» Activity: Reproduce only the lines of the material below that start at the line containing "F: FnMut() ->" and stop at the line containing "attempt += 1;". Keep both end lines.

» Records for this task:

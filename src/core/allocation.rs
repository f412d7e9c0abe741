//! Splits the investment across tickers and tabulates purchasable shares per trading day.
use crate::core::price::{DateRange, HistoryProvider, PriceSeries};
use std::collections::{BTreeMap, BTreeSet};
use tracing::{debug, warn};

pub const TICKER_HEADER: &str = "Ticker";
pub const WEIGHT_HEADER: &str = "Weightage";

/// One row of the input table.
#[derive(Debug, Clone, PartialEq)]
pub struct AllocationRequest {
    pub ticker: String,
    pub weight: f64,
}

impl AllocationRequest {
    pub fn new(ticker: &str, weight: f64) -> Self {
        Self {
            ticker: ticker.to_string(),
            weight,
        }
    }
}

/// Appends the exchange suffix unless the ticker already carries it.
pub fn normalize_ticker(ticker: &str, suffix: &str) -> String {
    if ticker.ends_with(suffix) {
        ticker.to_string()
    } else {
        format!("{ticker}{suffix}")
    }
}

/// Shares purchasable for one ticker, keyed by ISO date label.
#[derive(Debug, Clone, PartialEq)]
pub struct ResultRow {
    pub ticker: String,
    pub weight: f64,
    pub shares: BTreeMap<String, f64>,
}

impl ResultRow {
    /// Derives shares = investment * weight / close for every date with a positive close.
    pub fn from_series(
        ticker: &str,
        weight: f64,
        total_investment: f64,
        series: &PriceSeries,
    ) -> Self {
        let allocation = total_investment * weight;
        let mut shares = BTreeMap::new();
        for point in &series.points {
            if point.close <= 0.0 {
                warn!(
                    ticker,
                    date = %point.date,
                    close = point.close,
                    "Skipping date with non-positive closing price"
                );
                continue;
            }
            shares.insert(
                point.date.format("%Y-%m-%d").to_string(),
                allocation / point.close,
            );
        }
        Self {
            ticker: ticker.to_string(),
            weight,
            shares,
        }
    }

    pub fn allocation(&self, total_investment: f64) -> f64 {
        total_investment * self.weight
    }
}

/// Rows in emission order, materialised with the sorted union of their dates as columns.
#[derive(Debug, Clone, Default, PartialEq)]
pub struct ResultTable {
    rows: Vec<ResultRow>,
}

impl ResultTable {
    pub fn new() -> Self {
        Self::default()
    }

    pub fn push(&mut self, row: ResultRow) {
        self.rows.push(row);
    }

    pub fn rows(&self) -> &[ResultRow] {
        &self.rows
    }

    pub fn is_empty(&self) -> bool {
        self.rows.is_empty()
    }

    pub fn len(&self) -> usize {
        self.rows.len()
    }

    /// Every date label seen in any row, ascending. ISO labels sort chronologically.
    pub fn date_columns(&self) -> Vec<String> {
        let dates: BTreeSet<&String> = self.rows.iter().flat_map(|r| r.shares.keys()).collect();
        dates.into_iter().cloned().collect()
    }

    /// Header labels: ticker, weight, then the date columns.
    pub fn columns(&self) -> Vec<String> {
        let mut columns = vec![TICKER_HEADER.to_string(), WEIGHT_HEADER.to_string()];
        columns.extend(self.date_columns());
        columns
    }
}

impl FromIterator<ResultRow> for ResultTable {
    fn from_iter<I: IntoIterator<Item = ResultRow>>(iter: I) -> Self {
        Self {
            rows: iter.into_iter().collect(),
        }
    }
}

/// Progress notifications emitted while the allocation runs.
#[derive(Debug)]
pub enum AllocationEvent<'a> {
    Fetching { ticker: &'a str },
    Allocated { row: &'a ResultRow },
    Skipped { ticker: &'a str, error: &'a anyhow::Error },
}

/// Parameters shared by every row of one run.
#[derive(Debug, Clone)]
pub struct AllocationPlan {
    pub range: DateRange,
    pub total_investment: f64,
    pub exchange_suffix: String,
}

/// Fetches each ticker in input order, one at a time, and collects the rows that succeeded.
///
/// A failed fetch is reported through `on_event` and the ticker contributes nothing to the
/// table. Nothing is retried here; retries belong to the provider.
pub async fn allocate(
    provider: &(dyn HistoryProvider + Send + Sync),
    requests: &[AllocationRequest],
    plan: &AllocationPlan,
    on_event: &mut (dyn FnMut(AllocationEvent<'_>) + Send),
) -> ResultTable {
    let weight_sum: f64 = requests.iter().map(|r| r.weight).sum();
    debug!(
        rows = requests.len(),
        weight_sum,
        range = %plan.range,
        "Starting allocation"
    );

    let mut table = ResultTable::new();
    for request in requests {
        let ticker = normalize_ticker(&request.ticker, &plan.exchange_suffix);
        on_event(AllocationEvent::Fetching { ticker: &ticker });

        match provider.fetch_history(&ticker, plan.range).await {
            Ok(series) => {
                let row =
                    ResultRow::from_series(&ticker, request.weight, plan.total_investment, &series);
                debug!(ticker = %ticker, dates = row.shares.len(), "Allocated");
                on_event(AllocationEvent::Allocated { row: &row });
                table.push(row);
            }
            Err(error) => {
                warn!(ticker = %ticker, error = %error, "Skipping ticker");
                on_event(AllocationEvent::Skipped {
                    ticker: &ticker,
                    error: &error,
                });
            }
        }
    }
    table
}
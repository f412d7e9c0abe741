// Logging goes to stderr so stdout only carries the console report
use tracing::level_filters::LevelFilter;
use tracing_subscriber::{
    EnvFilter, filter::Targets, fmt, prelude::__tracing_subscriber_SubscriberExt,
    util::SubscriberInitExt,
};

fn level_for(verbose: bool) -> (LevelFilter, &'static str) {
    if verbose {
        (LevelFilter::DEBUG, "debug")
    } else {
        (LevelFilter::OFF, "off")
    }
}

pub fn init_logging(verbose: bool) {
    let (level_filter, level) = level_for(verbose);
    let app_filter = Targets::new().with_target(env!("CARGO_CRATE_NAME"), level_filter);
    let env_filter = EnvFilter::try_from_default_env().unwrap_or_else(|_| EnvFilter::new(level));

    let result = tracing_subscriber::registry()
        .with(
            fmt::layer()
                .pretty()
                .without_time()
                .with_writer(std::io::stderr),
        )
        .with(app_filter)
        .with(env_filter)
        .try_init();
    if let Err(e) = result {
        eprintln!("Logging already initialised: {e}");
    }
}
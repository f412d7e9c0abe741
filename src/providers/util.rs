use anyhow::Error;
use std::future::Future;
use std::time::Duration;
use tracing::debug;

/// How often and how far apart a failed request is re-sent.
#[derive(Debug, Clone, Copy)]
pub struct RetryPolicy {
    pub retries: usize,
    pub delay: Duration,
}

impl Default for RetryPolicy {
    fn default() -> Self {
        Self {
            retries: 3,
            delay: Duration::from_millis(500),
        }
    }
}

/// Retries an async request until it succeeds or the policy is exhausted
///
/// Total runs are 1 initial attempt plus `policy.retries`. Only transport errors
/// are retried; an HTTP error status is a successful request as far as this is concerned.
pub async fn with_retry<F, Fut, T>(mut operation: F, policy: RetryPolicy) -> Result<T, Error>
where
    F: FnMut() -> Fut,
    Fut: Future<Output = Result<T, reqwest::Error>>,
{
    let mut attempt = 1;
    loop {
        match operation().await.map_err(anyhow::Error::from) {
            Ok(val) => return Ok(val),
            Err(err) => {
                if attempt > policy.retries {
                    return Err(err);
                }
                debug!(
                    "Attempt {}/{} failed: {}. Retrying...",
                    attempt, policy.retries, err
                );
                attempt += 1;
                tokio::time::sleep(policy.delay).await;
            }
        }
    }
}

#[cfg(test)]
mod tests {
    use super::*;
    use std::sync::atomic::{AtomicUsize, Ordering};

    fn quick(retries: usize) -> RetryPolicy {
        RetryPolicy {
            retries,
            delay: Duration::from_millis(1),
        }
    }

    #[tokio::test]
    async fn test_gives_up_after_all_attempts() {
        let attempts = AtomicUsize::new(0);
        // nothing listens on port 9 of localhost
        let client = reqwest::Client::new();

        let result = with_retry(
            || {
                attempts.fetch_add(1, Ordering::SeqCst);
                client.get("http://127.0.0.1:9/").send()
            },
            quick(2),
        )
        .await;

        assert!(result.is_err());
        assert_eq!(attempts.load(Ordering::SeqCst), 3);
    }

    #[tokio::test]
    async fn test_returns_first_success() {
        let mock_server = wiremock::MockServer::start().await;
        wiremock::Mock::given(wiremock::matchers::method("GET"))
            .respond_with(wiremock::ResponseTemplate::new(200))
            .mount(&mock_server)
            .await;

        let attempts = AtomicUsize::new(0);
        let client = reqwest::Client::new();
        let url = mock_server.uri();

        let response = with_retry(
            || {
                attempts.fetch_add(1, Ordering::SeqCst);
                client.get(&url).send()
            },
            quick(3),
        )
        .await
        .unwrap();

        assert!(response.status().is_success());
        assert_eq!(attempts.load(Ordering::SeqCst), 1);
    }
}
//! HTTP surface of the collector.
//!
//! Four JSON endpoints under `/api/analytics`:
//!
//! | Method | Path        | Purpose                                    |
//! |--------|-------------|--------------------------------------------|
//! | POST   | `/collect`  | validate and store one event envelope      |
//! | GET    | `/events`   | filtered, paginated listing, newest first  |
//! | GET    | `/stats`    | event, page and device aggregates          |
//! | GET    | `/realtime` | active sessions and users in the window    |

pub mod response;
pub mod routes;

use std::future::Future;
use std::sync::Arc;
use std::time::Duration;

use axum::{
    Router,
    http::{Method, header::CONTENT_TYPE},
    routing::{get, post},
};
use tokio::{net::TcpListener, signal};
use tower_http::cors::{Any, CorsLayer};
use tracing::{info, warn};

pub use response::ApiError;
use routes::{collect_handler, events_handler, realtime_handler, stats_handler};

use crate::aggregate::AggregationService;
use crate::config::{AggregationConfig, Config};
use crate::error::Result;
use crate::ingest::IngestionService;
use crate::storage::EventStore;

/// Route prefix shared by every endpoint.
pub const API_PREFIX: &str = "/api/analytics";

/// Shared handler state.
#[derive(Debug, Clone)]
pub struct AppState {
    /// Write path.
    pub ingest: IngestionService,
    /// Aggregate queries.
    pub aggregation: AggregationService,
    /// Direct store access for raw listings.
    pub store: Arc<EventStore>,
    /// `limit` used when the query string has none.
    pub default_page_size: u32,
    /// Upper bound applied to any requested `limit`.
    pub max_page_size: u32,
}

impl AppState {
    /// Wire the services around one store.
    #[must_use]
    pub fn new(store: Arc<EventStore>, config: &AggregationConfig) -> Self {
        Self {
            ingest: IngestionService::new(Arc::clone(&store)),
            aggregation: AggregationService::new(Arc::clone(&store), config),
            store,
            default_page_size: config.default_page_size,
            max_page_size: config.max_page_size,
        }
    }
}

/// Build the router with CORS applied.
pub fn router(state: AppState, cors_max_age: Duration) -> Router {
    let cors = CorsLayer::new()
        .allow_origin(Any)
        .allow_methods([Method::GET, Method::POST, Method::OPTIONS])
        .allow_headers([CONTENT_TYPE])
        .max_age(cors_max_age);

    let api = Router::new()
        .route("/collect", post(collect_handler))
        .route("/events", get(events_handler))
        .route("/stats", get(stats_handler))
        .route("/realtime", get(realtime_handler));

    Router::new()
        .nest(API_PREFIX, api)
        .layer(cors)
        .with_state(state)
}

/// Bind the configured address and serve until Ctrl+C or SIGTERM.
///
/// # Errors
///
/// Returns an error if the address cannot be bound or the server fails.
pub async fn serve(config: &Config, store: Arc<EventStore>) -> Result<()> {
    let address = config.listen_addr();
    info!("Binding to {address}");
    let listener = TcpListener::bind(address).await?;
    info!("Server running on {address}");

    let state = AppState::new(store, &config.aggregation);
    let app = router(state, Duration::from_secs(config.server.cors_max_age_secs));
    serve_on(listener, app, shutdown_signal()).await?;

    info!("Server shut down");
    Ok(())
}

/// Serve `app` on an already bound listener until `shutdown` resolves.
///
/// # Errors
///
/// Returns an error if accepting connections fails.
pub async fn serve_on<F>(listener: TcpListener, app: Router, shutdown: F) -> Result<()>
where
    F: Future<Output = ()> + Send + 'static,
{
    axum::serve(listener, app)
        .with_graceful_shutdown(shutdown)
        .await?;
    Ok(())
}

async fn shutdown_signal() {
    let ctrl_c = async {
        match signal::ctrl_c().await {
            Ok(()) => info!("Received Ctrl+C, shutting down"),
            Err(e) => {
                warn!(error = %e, "Failed to install Ctrl+C handler");
                std::future::pending::<()>().await;
            }
        }
    };

    #[cfg(unix)]
    let terminate = async {
        match signal::unix::signal(signal::unix::SignalKind::terminate()) {
            Ok(mut stream) => {
                stream.recv().await;
                info!("Received terminate signal, shutting down");
            }
            Err(e) => {
                warn!(error = %e, "Failed to install signal handler");
                std::future::pending::<()>().await;
            }
        }
    };

    #[cfg(not(unix))]
    let terminate = std::future::pending::<()>();

    tokio::select! {
        () = ctrl_c => {},
        () = terminate => {},
    }
}
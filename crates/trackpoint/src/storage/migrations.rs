//! Database migration system for trackpoint.
//!
//! The base schema is created idempotently on every open; numbered
//! migrations then bring an existing database forward one version at a time.
//!
//! | Version | Change |
//! |---|---|
//! | 1 | `events` table, lookup indexes, `metadata` table |
//! | 2 | append-only triggers on `events` |

use rusqlite::{Connection, OptionalExtension};
use tracing::info;

use crate::error::{Error, Result};

use super::schema::{APPEND_ONLY_STATEMENTS, SCHEMA_STATEMENTS};

/// The current schema version.
pub const CURRENT_VERSION: i32 = 2;

/// Key used to store the schema version in the metadata table.
const VERSION_KEY: &str = "schema_version";

/// Initialize the database schema.
///
/// Creates all base tables and indexes if they don't exist, then applies any
/// pending migrations.
///
/// # Errors
///
/// Returns an error if schema creation or a migration fails, or if the
/// database was written by a newer release.
pub fn initialize_schema(conn: &Connection) -> Result<()> {
    for statement in SCHEMA_STATEMENTS {
        conn.execute(statement, [])?;
    }

    let version = schema_version(conn)?;
    if version > CURRENT_VERSION {
        return Err(Error::DatabaseMigration {
            message: format!(
                "database schema version {version} is newer than supported version {CURRENT_VERSION}"
            ),
        });
    }

    for next in (version + 1)..=CURRENT_VERSION {
        apply(conn, next)?;
        set_schema_version(conn, next)?;
        info!(version = next, "Applied schema migration");
    }

    Ok(())
}

/// Read the recorded schema version; 0 for a fresh database.
fn schema_version(conn: &Connection) -> Result<i32> {
    let value: Option<String> = conn
        .query_row(
            "SELECT value FROM metadata WHERE key = ?1",
            [VERSION_KEY],
            |row| row.get(0),
        )
        .optional()?;

    value.map_or(Ok(0), |v| {
        v.parse().map_err(|_| Error::DatabaseMigration {
            message: format!("invalid schema version: {v}"),
        })
    })
}

fn set_schema_version(conn: &Connection, version: i32) -> Result<()> {
    conn.execute(
        "INSERT OR REPLACE INTO metadata (key, value) VALUES (?1, ?2)",
        (VERSION_KEY, version.to_string()),
    )?;
    Ok(())
}

/// Apply the migration that produces `version`.
fn apply(conn: &Connection, version: i32) -> Result<()> {
    match version {
        // Base schema is already in place.
        1 => Ok(()),
        2 => {
            for statement in APPEND_ONLY_STATEMENTS {
                conn.execute(statement, [])?;
            }
            Ok(())
        }
        _ => Err(Error::DatabaseMigration {
            message: format!("unknown migration version: {version}"),
        }),
    }
}

#[cfg(test)]
mod tests {
    use super::*;

    fn create_test_db() -> Connection {
        Connection::open_in_memory().expect("failed to create in-memory database")
    }

    fn table_exists(conn: &Connection, name: &str) -> bool {
        let count: i32 = conn
            .query_row(
                "SELECT COUNT(*) FROM sqlite_master WHERE type='table' AND name=?1",
                [name],
                |row| row.get(0),
            )
            .unwrap();
        count == 1
    }

    #[test]
    fn test_initialize_schema_creates_tables() {
        let conn = create_test_db();
        initialize_schema(&conn).expect("failed to initialize schema");

        assert!(table_exists(&conn, "events"));
        assert!(table_exists(&conn, "metadata"));
    }

    #[test]
    fn test_initialize_schema_sets_version() {
        let conn = create_test_db();
        initialize_schema(&conn).expect("failed to initialize schema");

        assert_eq!(schema_version(&conn).unwrap(), CURRENT_VERSION);
    }

    #[test]
    fn test_initialize_schema_idempotent() {
        let conn = create_test_db();
        initialize_schema(&conn).expect("first init failed");
        initialize_schema(&conn).expect("second init failed");

        assert_eq!(schema_version(&conn).unwrap(), CURRENT_VERSION);
    }

    #[test]
    fn test_upgrade_from_v1_installs_triggers() {
        let conn = create_test_db();
        for statement in SCHEMA_STATEMENTS {
            conn.execute(statement, []).unwrap();
        }
        set_schema_version(&conn, 1).unwrap();

        initialize_schema(&conn).unwrap();

        let triggers: i32 = conn
            .query_row(
                "SELECT COUNT(*) FROM sqlite_master WHERE type='trigger' AND tbl_name='events'",
                [],
                |row| row.get(0),
            )
            .unwrap();
        assert_eq!(triggers, 2);
        assert_eq!(schema_version(&conn).unwrap(), 2);
    }

    #[test]
    fn test_newer_database_rejected() {
        let conn = create_test_db();
        initialize_schema(&conn).unwrap();
        set_schema_version(&conn, CURRENT_VERSION + 1).unwrap();

        let err = initialize_schema(&conn).unwrap_err();
        assert!(err.to_string().contains("newer than supported"));
    }

    #[test]
    fn test_invalid_version_value() {
        let conn = create_test_db();
        initialize_schema(&conn).unwrap();
        conn.execute(
            "UPDATE metadata SET value = 'two' WHERE key = ?1",
            [VERSION_KEY],
        )
        .unwrap();

        let err = schema_version(&conn).unwrap_err();
        assert!(err.to_string().contains("invalid schema version"));
    }

    #[test]
    fn test_apply_unknown_version() {
        let conn = create_test_db();
        initialize_schema(&conn).unwrap();

        let err = apply(&conn, 999).unwrap_err();
        assert!(err.to_string().contains("unknown migration version"));
    }

    #[test]
    fn test_indexes_created() {
        let conn = create_test_db();
        initialize_schema(&conn).expect("failed to initialize schema");

        let indexes: Vec<String> = conn
            .prepare("SELECT name FROM sqlite_master WHERE type='index' AND tbl_name='events'")
            .unwrap()
            .query_map([], |row| row.get(0))
            .unwrap()
            .filter_map(std::result::Result::ok)
            .collect();

        for suffix in ["timestamp", "name", "client", "session", "page"] {
            assert!(
                indexes.iter().any(|n| n.ends_with(suffix)),
                "missing index for {suffix}"
            );
        }
    }

    #[test]
    fn test_append_only_triggers() {
        let conn = create_test_db();
        initialize_schema(&conn).expect("failed to initialize schema");
        conn.execute(
            "INSERT INTO events (event_name, timestamp, client_id, created_at) VALUES ('a', 1, 'c', 1)",
            [],
        )
        .unwrap();

        assert!(conn.execute("UPDATE events SET event_name = 'b'", []).is_err());
        assert!(conn.execute("DELETE FROM events", []).is_err());

        let count: i64 = conn
            .query_row("SELECT COUNT(*) FROM events WHERE event_name = 'a'", [], |row| {
                row.get(0)
            })
            .unwrap();
        assert_eq!(count, 1);
    }
}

» Task answer:
    F: FnMut() -> Fut,
    Fut: Future<Output = Result<T, reqwest::Error>>,
{
    let mut attempt = 1;
    loop {
        match operation().await.map_err(anyhow::Error::from) {
            Ok(val) => return Ok(val),
            Err(err) => {
                if attempt > policy.retries {
                    return Err(err);
                }
                debug!(
                    "Attempt {}/{} failed: {}. Retrying...",
                    attempt, policy.retries, err
                );
                attempt += 1;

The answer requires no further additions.